Chcesz porozmawiać o Starym Mieście? Przyjdź na… dziedziniec!

Dziedziniec Urzędu Miasta Poznania zamienił się z parkingu w prawdziwą przestrzeń multifunkcyjną – chodzi nie tylko o miejsce odpoczynku i scenę teatralną, ale też na przykład o… posiedzenie osiedlowych radnych. Taka wyjątkowa sesja odbędzie się już 16 września.

Już w czasie kampanii wyborczej zapowiadaliśmy aktywny kontakt z mieszkańcami – przypomina Andrzej Rataj, przewodniczący Rady Osiedla. – Obiecaliśmy spotkania w różnych miejscach na terenie Starego Miasta.

Warto przypomnieć, że przed wakacjami radni zorganizowali spotkanie w KontenerArt na które zaproszono do współpracy  osiedlowych aktywistów, także tych, którzy nie dostali się  w wyborach do osiedlowego samorządu.

Spotkania z mieszkańcami odbywają się także w punktach problemowych, m.in. na Wodnej, Wrocławskiej, Szyperskiej czy Półwiejskiej.

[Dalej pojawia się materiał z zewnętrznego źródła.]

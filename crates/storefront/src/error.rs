//! Unified error handling with Sentry integration.
//!
//! Provides a unified `AppError` type that captures errors to Sentry before
//! responding to the client. Route handlers that can fail return
//! `Result<T, AppError>`.

use axum::{
    http::StatusCode,
    response::{IntoResponse, Response},
};
use thiserror::Error;

/// Application-level error type for the storefront.
#[derive(Debug, Error)]
pub enum AppError {
    /// Reading or writing the visitor session failed.
    #[error("Session error: {0}")]
    Session(#[from] tower_sessions::session::Error),

    /// The catalog has not loaded (or failed to load).
    #[error("Catalog unavailable")]
    CatalogUnavailable,

    /// Resource not found.
    #[error("Not found: {0}")]
    NotFound(String),
}

impl IntoResponse for AppError {
    fn into_response(self) -> Response {
        // Capture server errors to Sentry
        if matches!(self, Self::Session(_)) {
            let event_id = sentry::capture_error(&self);
            tracing::error!(
                error = %self,
                sentry_event_id = %event_id,
                "Request error"
            );
        }

        let status = match &self {
            Self::Session(_) => StatusCode::INTERNAL_SERVER_ERROR,
            Self::CatalogUnavailable => StatusCode::SERVICE_UNAVAILABLE,
            Self::NotFound(_) => StatusCode::NOT_FOUND,
        };

        // Don't expose internal error details to clients
        let message = match &self {
            Self::Session(_) => "Internal server error".to_string(),
            Self::CatalogUnavailable => "The product catalog is not available yet".to_string(),
            Self::NotFound(_) => self.to_string(),
        };

        (status, message).into_response()
    }
}

/// Result type alias for `AppError`.
pub type Result<T> = std::result::Result<T, AppError>;

/// Add a breadcrumb for user actions.
///
/// Breadcrumbs appear in Sentry error reports to show the trail of user actions
/// leading up to an error.
///
/// # Example
///
/// ```rust,ignore
/// add_breadcrumb("cart", "Added product", Some(&[("product_id", "3")]));
/// ```
pub fn add_breadcrumb(category: &str, message: &str, data: Option<&[(&str, &str)]>) {
    let mut breadcrumb = sentry::Breadcrumb {
        category: Some(category.to_string()),
        message: Some(message.to_string()),
        level: sentry::Level::Info,
        ..Default::default()
    };

    if let Some(pairs) = data {
        for (key, value) in pairs {
            breadcrumb.data.insert(
                (*key).to_string(),
                serde_json::Value::String((*value).to_string()),
            );
        }
    }

    sentry::add_breadcrumb(breadcrumb);
}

– Tym razem realizując nasze zapowiedzi, zapraszamy na sesję na dziedzińcu Urzędu Miasta Poznania, który władze miasta udostępniły mieszkańcom – mówi Andrzej Rataj. – Działania magistratu wpisują się w oddolne intencje osiedlowych radnych na Starym Mieście, mające na celu tworzenie miejsc wspólnych spotkań i integracji mieszkańców. Podczas tej sesji chcemy przedstawić naszą dotychczasową działalność i dalsze plany. Najbardziej jednak interesuje nas to, co do przekazania mają mieszkańcy. Porozmawiamy o kulturze, zieleni, zagospodarowaniu przestrzeni, rewitalizacji, sprawach społecznych i lokatorskich oraz oczywiście o bezpieczeństwie i porządku.
 
Problemy Starego Miasta nie dotyczą tylko infrastruktury. Wiele rzeczy zaczyna się zmieniać, bardziej dbamy o miejską, wspólną przestrzeń, ale bez obywatelskiej współpracy i odpowiedzialności nie podniesiemy komfortu życia mieszkańców. Główne problemy Starego Miasta dotyczą dziś hałasu i porządku nad Wartą, na Starym Rynku i Wrocławskiej, ale punktów problemowych są tysiące. Wiele spraw można rozwiązać w ramach sąsiedzkich wspólnot, spotkań z przedstawicielami Rady Osiedla czy miejskim mediatorem.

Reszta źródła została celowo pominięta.